Dalla fine della Guerra fredda, le élite occidentali sembrano essere rimaste in balia dell’idea che le varie ‘forze naturali’ dell’economia e della politica ci spingessero verso un nuovo mondo coraggioso digitalmente interconnesso, in cui le considerazioni tradizionali come l’interesse nazionale, la politica economica nazionale, la sicurezza nazionale e la cultura nazionale sarebbero state presto eclissate da una emergente realtà globale pacifica. Questa crisi del virus è un campanello d’allarme e mentre qualcuno sostiene che ce ne stiamo accorgendo troppo tardi per contrastare efficacemente le attuali tendenze, io punto tutto sulla capacità del popolo americano di mobilitarsi in un momento di crisi e sulla resilienza delle istituzioni democratiche occidentali.

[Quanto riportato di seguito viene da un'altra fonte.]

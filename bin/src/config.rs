//! Pipeline configuration for the CLI.
//!
//! Every section defaults to the published methodology; a JSON file only
//! needs the fields it changes.

use std::fs;
use std::ops::RangeInclusive;
use std::path::{Path, PathBuf};

use anyhow::{Context, Result, bail};
use serde::{Deserialize, Serialize};
use valueup_data::DataLayout;
use valueup_eval::{
    Benchmark, ComparisonConfig, IndexConfig, PortfolioConfig, ScheduleConfig, default_benchmarks,
};
use valueup_screen::ScreeningConfig;

/// Selection years to screen, inclusive.
#[derive(Debug, Clone, Copy, Serialize, Deserialize)]
#[serde(default)]
pub(crate) struct YearRange {
    pub(crate) first: i32,
    pub(crate) last: i32,
}

impl Default for YearRange {
    fn default() -> Self {
        Self {
            first: 2020,
            last: 2023,
        }
    }
}

impl YearRange {
    pub(crate) const fn years(&self) -> RangeInclusive<i32> {
        self.first..=self.last
    }
}

/// Everything a pipeline run needs.
#[derive(Debug, Clone, Serialize, Deserialize)]
#[serde(default)]
pub(crate) struct PipelineConfig {
    pub(crate) data: DataLayout,
    pub(crate) output_dir: PathBuf,
    pub(crate) years: YearRange,
    pub(crate) screening: ScreeningConfig,
    pub(crate) schedule: ScheduleConfig,
    pub(crate) index: IndexConfig,
    pub(crate) portfolio: PortfolioConfig,
    pub(crate) comparison: ComparisonConfig,
    pub(crate) benchmarks: Vec<Benchmark>,
    /// Directory of `{name}.csv` files with `Date,Close`; fetched over HTTP
    /// when unset.
    pub(crate) benchmark_dir: Option<PathBuf>,
}

impl Default for PipelineConfig {
    fn default() -> Self {
        Self {
            data: DataLayout::default(),
            output_dir: PathBuf::from("."),
            years: YearRange::default(),
            screening: ScreeningConfig::default(),
            schedule: ScheduleConfig::default(),
            index: IndexConfig::default(),
            portfolio: PortfolioConfig::default(),
            comparison: ComparisonConfig::default(),
            benchmarks: default_benchmarks(),
            benchmark_dir: None,
        }
    }
}

impl PipelineConfig {
    /// Defaults, overlaid with `path` when given.
    pub(crate) fn load(path: Option<&Path>) -> Result<Self> {
        let config = match path {
            Some(path) => {
                let text = fs::read_to_string(path)
                    .with_context(|| format!("reading config {}", path.display()))?;
                serde_json::from_str(&text)
                    .with_context(|| format!("parsing config {}", path.display()))?
            }
            None => Self::default(),
        };
        config.validate()?;
        Ok(config)
    }

    pub(crate) fn validate(&self) -> Result<()> {
        if self.years.first > self.years.last {
            bail!(
                "First year {} is after last year {}",
                self.years.first,
                self.years.last
            );
        }
        Ok(())
    }

    /// Apply command-line overrides.
    pub(crate) fn with_overrides(
        mut self,
        data_dir: Option<PathBuf>,
        output_dir: Option<PathBuf>,
    ) -> Self {
        if let Some(root) = data_dir {
            self.data.root = root;
        }
        if let Some(dir) = output_dir {
            self.output_dir = dir;
        }
        self
    }

    pub(crate) fn index_path(&self) -> PathBuf {
        self.output_dir.join("value_up_index_result.csv")
    }

    pub(crate) fn portfolio_path(&self) -> PathBuf {
        self.output_dir.join("value_up_portfolio_result.csv")
    }

    pub(crate) fn comparison_path(&self) -> PathBuf {
        self.output_dir.join("value_up_comparison.csv")
    }
}
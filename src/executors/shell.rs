// SPDX-License-Identifier: MIT OR Apache-2.0
// Copyright (c) 2025 dagflow contributors

//! Shell command task body

use anyhow::{bail, Context};
use async_trait::async_trait;
use std::collections::BTreeMap;
use tokio::process::Command;
use tracing::debug;

use super::{local_path, TaskBody, TaskContext, TaskOutputs};
use crate::artifact::{ParamValue, Value};
use crate::errors::DagflowError;

/// Runs a shell command.
///
/// Inputs are exported as `DAGFLOW_INPUT_<NAME>` and artifact output locations
/// as `DAGFLOW_OUTPUT_<NAME>`. Artifacts stored as local files also get a
/// `_PATH` variable. If the last line of stdout is a JSON object, its fields become the
/// task's outputs. Artifact outputs not mentioned there default to their
/// allocated location.
#[derive(Debug, Clone)]
pub struct ShellBody {
    command: String,
    shell: String,
    env: BTreeMap<String, String>,
}

impl ShellBody {
    pub fn new(command: impl Into<String>, shell: impl Into<String>) -> Self {
        Self {
            command: command.into(),
            shell: shell.into(),
            env: BTreeMap::new(),
        }
    }

    pub fn with_env(mut self, env: BTreeMap<String, String>) -> Self {
        self.env = env;
        self
    }
}

#[async_trait]
impl TaskBody for ShellBody {
    async fn invoke(&self, ctx: TaskContext) -> anyhow::Result<TaskOutputs> {
        let shell = which::which(&self.shell).map_err(|_| DagflowError::tool_not_found(&self.shell))?;

        let mut cmd = Command::new(shell);
        cmd.arg("-c").arg(&self.command);
        cmd.envs(&self.env);
        cmd.env("DAGFLOW_RUN_ID", &ctx.run_id);
        cmd.env("DAGFLOW_NODE_ID", &ctx.node_id);
        for (name, value) in &ctx.inputs {
            let key = env_key("DAGFLOW_INPUT_", name);
            if let Some(path) = value.as_artifact().and_then(|a| local_path(&a.uri)) {
                cmd.env(format!("{}_PATH", key), path);
            }
            cmd.env(key, env_value(value));
        }
        for (name, uri) in &ctx.output_uris {
            let key = env_key("DAGFLOW_OUTPUT_", name);
            if let Some(path) = local_path(uri) {
                cmd.env(format!("{}_PATH", key), path);
            }
            cmd.env(key, uri);
        }
        // Aborting the node kills the child
        cmd.kill_on_drop(true);

        debug!(node = %ctx.node_id, command = %self.command, "Running shell body");
        let output = cmd
            .output()
            .await
            .with_context(|| format!("failed to spawn '{}'", self.shell))?;

        let stdout = String::from_utf8_lossy(&output.stdout);
        let stderr = String::from_utf8_lossy(&output.stderr);
        if !output.status.success() {
            let code = output
                .status
                .code()
                .map(|c| c.to_string())
                .unwrap_or_else(|| "signal".to_string());
            bail!("command exited with {}: {}", code, stderr.trim());
        }

        let mut outputs = parse_outputs(&stdout)?;
        for (name, uri) in &ctx.output_uris {
            if !outputs.contains(name) {
                outputs.insert(name.clone(), Value::artifact(uri.clone()));
            }
        }
        Ok(outputs)
    }
}

fn parse_outputs(stdout: &str) -> anyhow::Result<TaskOutputs> {
    let mut outputs = TaskOutputs::new();
    let Some(last) = stdout.lines().rev().find(|l| !l.trim().is_empty()) else {
        return Ok(outputs);
    };
    let Ok(serde_json::Value::Object(fields)) = serde_json::from_str::<serde_json::Value>(last.trim()) else {
        return Ok(outputs);
    };
    for (name, json) in fields {
        let value: Value = serde_json::from_value(json)
            .with_context(|| format!("output '{}' is not a scalar or artifact", name))?;
        outputs.insert(name, value);
    }
    Ok(outputs)
}

fn env_key(prefix: &str, name: &str) -> String {
    let suffix: String = name
        .chars()
        .map(|c| if c.is_ascii_alphanumeric() { c.to_ascii_uppercase() } else { '_' })
        .collect();
    format!("{}{}", prefix, suffix)
}

fn env_value(value: &Value) -> String {
    match value {
        Value::Param(ParamValue::String(s)) => s.clone(),
        other => other.to_string(),
    }
}
// SPDX-License-Identifier: MIT OR Apache-2.0
// Copyright (c) 2025 dagflow contributors

//! Compiled manifest format
//!
//! A manifest is the serialized, self-contained form of a sealed pipeline. It
//! is the unit that is stored, exchanged and executed.

use serde::{Deserialize, Serialize};
use std::collections::HashSet;
use std::path::Path;

use crate::artifact::{ArtifactId, DataType, ParamValue};
use crate::cache::ContentHasher;
use crate::errors::DagflowError;
use crate::pipeline::{Binding, BodyRef, Condition, GateRef, ParameterSpec, ResourceProfile, TaskGraph};

/// Manifest format version
pub const API_VERSION: &str = "dagflow/v1";

/// Pipeline metadata carried in a manifest
#[derive(Debug, Clone, PartialEq, Eq, Serialize, Deserialize)]
pub struct PipelineInfo {
    pub name: String,
    #[serde(default, skip_serializing_if = "Option::is_none")]
    pub description: Option<String>,
}

/// Input of a compiled node
#[derive(Debug, Clone, PartialEq, Serialize, Deserialize)]
pub struct NodeInput {
    pub name: String,
    #[serde(rename = "type")]
    pub data_type: DataType,
    #[serde(default, skip_serializing_if = "Option::is_none")]
    pub binding: Option<Binding>,
    #[serde(default, skip_serializing_if = "Option::is_none")]
    pub default: Option<ParamValue>,
}

/// Output of a compiled node
#[derive(Debug, Clone, PartialEq, Eq, Serialize, Deserialize)]
pub struct NodeOutput {
    pub name: String,
    #[serde(rename = "type")]
    pub data_type: DataType,
    pub artifact: ArtifactId,
}

/// A compiled task node
#[derive(Debug, Clone, PartialEq, Serialize, Deserialize)]
pub struct ManifestNode {
    pub id: String,
    pub name: String,
    pub component: String,
    /// Inputs sorted by name
    #[serde(default)]
    pub inputs: Vec<NodeInput>,
    /// Outputs in declaration order
    #[serde(default)]
    pub outputs: Vec<NodeOutput>,
    #[serde(default, skip_serializing_if = "ResourceProfile::is_empty")]
    pub resources: ResourceProfile,
    #[serde(default, skip_serializing_if = "Condition::is_empty")]
    pub condition: Condition,
    pub body: BodyRef,
}

impl ManifestNode {
    pub fn output(&self, name: &str) -> Option<&NodeOutput> {
        self.outputs.iter().find(|o| o.name == name)
    }

    pub fn is_gated(&self) -> bool {
        !self.condition.is_empty()
    }
}

/// Explicit dependency edge
#[derive(Debug, Clone, PartialEq, Eq, PartialOrd, Ord, Serialize, Deserialize)]
pub struct ManifestEdge {
    pub from: String,
    pub to: String,
}

/// Compiled pipeline
#[derive(Debug, Clone, PartialEq, Serialize, Deserialize)]
pub struct Manifest {
    pub api_version: String,
    pub pipeline: PipelineInfo,
    /// External parameters sorted by name
    #[serde(default)]
    pub parameters: Vec<ParameterSpec>,
    /// Nodes sorted by id
    pub nodes: Vec<ManifestNode>,
    /// Edges sorted by `(from, to)`
    #[serde(default)]
    pub edges: Vec<ManifestEdge>,
}

impl Manifest {
    pub fn name(&self) -> &str {
        &self.pipeline.name
    }

    pub fn node(&self, id: &str) -> Option<&ManifestNode> {
        self.nodes.iter().find(|n| n.id == id)
    }

    pub fn parameter(&self, name: &str) -> Option<&ParameterSpec> {
        self.parameters.iter().find(|p| p.name == name)
    }

    /// Content digest, used as the manifest reference
    pub fn digest(&self) -> Result<String, DagflowError> {
        ContentHasher::hash_manifest(self)
    }

    /// Dependency graph of the nodes
    pub fn graph(&self) -> TaskGraph {
        TaskGraph::from_edges(
            self.nodes.iter().map(|n| n.id.as_str()),
            self.edges.iter().map(|e| (e.from.as_str(), e.to.as_str())),
        )
    }

    pub fn to_json(&self) -> Result<String, DagflowError> {
        serde_json::to_string_pretty(self).map_err(Into::into)
    }

    pub fn to_yaml(&self) -> Result<String, DagflowError> {
        serde_yaml::to_string(self).map_err(Into::into)
    }

    pub fn from_json(json: &str) -> Result<Self, DagflowError> {
        serde_json::from_str(json).map_err(Into::into)
    }

    pub fn from_yaml(yaml: &str) -> Result<Self, DagflowError> {
        serde_yaml::from_str(yaml).map_err(Into::into)
    }

    /// Load a manifest, choosing the format from the file extension, and validate it
    pub fn from_file(path: &Path) -> Result<Self, DagflowError> {
        let content = std::fs::read_to_string(path).map_err(|e| DagflowError::FileReadError {
            path: path.to_path_buf(),
            error: e.to_string(),
        })?;

        let manifest = match path.extension().and_then(|e| e.to_str()) {
            Some("yaml") | Some("yml") => Self::from_yaml(&content)?,
            _ => Self::from_json(&content)?,
        };
        manifest.validate()?;
        Ok(manifest)
    }

    /// Write as JSON, or YAML for `.yaml`/`.yml` paths
    pub fn write_to(&self, path: &Path) -> Result<(), DagflowError> {
        let content = match path.extension().and_then(|e| e.to_str()) {
            Some("yaml") | Some("yml") => self.to_yaml()?,
            _ => self.to_json()?,
        };
        std::fs::write(path, content).map_err(|e| DagflowError::FileWriteError {
            path: path.to_path_buf(),
            error: e.to_string(),
        })
    }

    /// Re-check a manifest that did not come straight from the compiler
    pub fn validate(&self) -> Result<(), DagflowError> {
        let invalid = |reason: String| DagflowError::InvalidManifest { reason };

        if self.api_version != API_VERSION {
            return Err(invalid(format!(
                "unsupported api_version '{}' (expected '{}')",
                self.api_version, API_VERSION
            )));
        }
        if self.nodes.is_empty() {
            return Err(invalid("manifest has no nodes".into()));
        }

        let mut ids = HashSet::new();
        for node in &self.nodes {
            if !ids.insert(node.id.as_str()) {
                return Err(invalid(format!("duplicate node id '{}'", node.id)));
            }
            ArtifactId::check_node_id(&node.id).map_err(|r| invalid(format!("node '{}': {}", node.id, r)))?;
            for output in &node.outputs {
                ArtifactId::check_segment(&output.name)
                    .map_err(|r| invalid(format!("node '{}' output: {}", node.id, r)))?;
            }
        }
        for param in &self.parameters {
            ArtifactId::check_segment(&param.name).map_err(|r| invalid(format!("parameter: {}", r)))?;
        }

        let edges: HashSet<(&str, &str)> = self
            .edges
            .iter()
            .map(|e| (e.from.as_str(), e.to.as_str()))
            .collect();
        for (from, to) in &edges {
            if !ids.contains(from) || !ids.contains(to) {
                return Err(invalid(format!("edge {} -> {} has an unknown endpoint", from, to)));
            }
        }

        for node in &self.nodes {
            for input in &node.inputs {
                match &input.binding {
                    Some(Binding::Param { param }) if self.parameter(param).is_none() => {
                        return Err(invalid(format!(
                            "node '{}' input '{}' binds undeclared parameter '{}'",
                            node.id, input.name, param
                        )));
                    }
                    Some(Binding::Output { task, output }) => {
                        self.check_output(node, task, output, &edges)?;
                    }
                    None if input.default.is_none() => {
                        return Err(invalid(format!(
                            "node '{}' input '{}' has neither binding nor default",
                            node.id, input.name
                        )));
                    }
                    _ => {}
                }
            }
            for clause in &node.condition.all {
                match &clause.gate {
                    GateRef::Param { param } if self.parameter(param).is_none() => {
                        return Err(invalid(format!(
                            "node '{}' condition reads undeclared parameter '{}'",
                            node.id, param
                        )));
                    }
                    GateRef::Output { task, output } => self.check_output(node, task, output, &edges)?,
                    _ => {}
                }
            }
        }

        self.graph()
            .validate_acyclic()
            .map_err(|e| invalid(e.to_string()))
    }

    fn check_output(
        &self,
        node: &ManifestNode,
        task: &str,
        output: &str,
        edges: &HashSet<(&str, &str)>,
    ) -> Result<(), DagflowError> {
        let producer = self.node(task).ok_or_else(|| DagflowError::InvalidManifest {
            reason: format!("node '{}' reads from unknown node '{}'", node.id, task),
        })?;
        if producer.output(output).is_none() {
            return Err(DagflowError::InvalidManifest {
                reason: format!("node '{}' reads unknown output '{}.{}'", node.id, task, output),
            });
        }
        if !edges.contains(&(task, node.id.as_str())) {
            return Err(DagflowError::InvalidManifest {
                reason: format!("missing edge {} -> {}", task, node.id),
            });
        }
        Ok(())
    }

    fn label(&self, id: &str) -> String {
        match self.node(id) {
            Some(node) if node.is_gated() => format!("{} ({}) if {}", id, node.component, node.condition),
            Some(node) => format!("{} ({})", id, node.component),
            None => id.to_string(),
        }
    }

    /// Execution plan as numbered text
    pub fn render_text(&self) -> Result<String, DagflowError> {
        self.graph().to_text(|id| self.label(id))
    }

    pub fn render_dot(&self) -> String {
        self.graph().to_dot(|id| self.label(id).replace('"', "\\\""))
    }

    pub fn render_mermaid(&self) -> String {
        self.graph().to_mermaid(|id| self.label(id).replace('"', "#quot;"))
    }
}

Oggi, mentre la lotta contro il virus di Wuhan assorbe l’attenzione delle nostre agenzie governative e dei nostri sistemi sanitari, noi non dovremmo perdere di vista la sfida strategica fondamentale a cui sta facendo fronte l’Occidente nell’era della post-globalizzazione: siamo in una competizione crepuscolare a lungo termine con il regime comunista cinese, una lotta a cui non possiamo sfuggire, che ci piaccia o no. È giunto il momento di svegliarci, di sviluppare una nuova strategia per la vittoria e di andare avanti".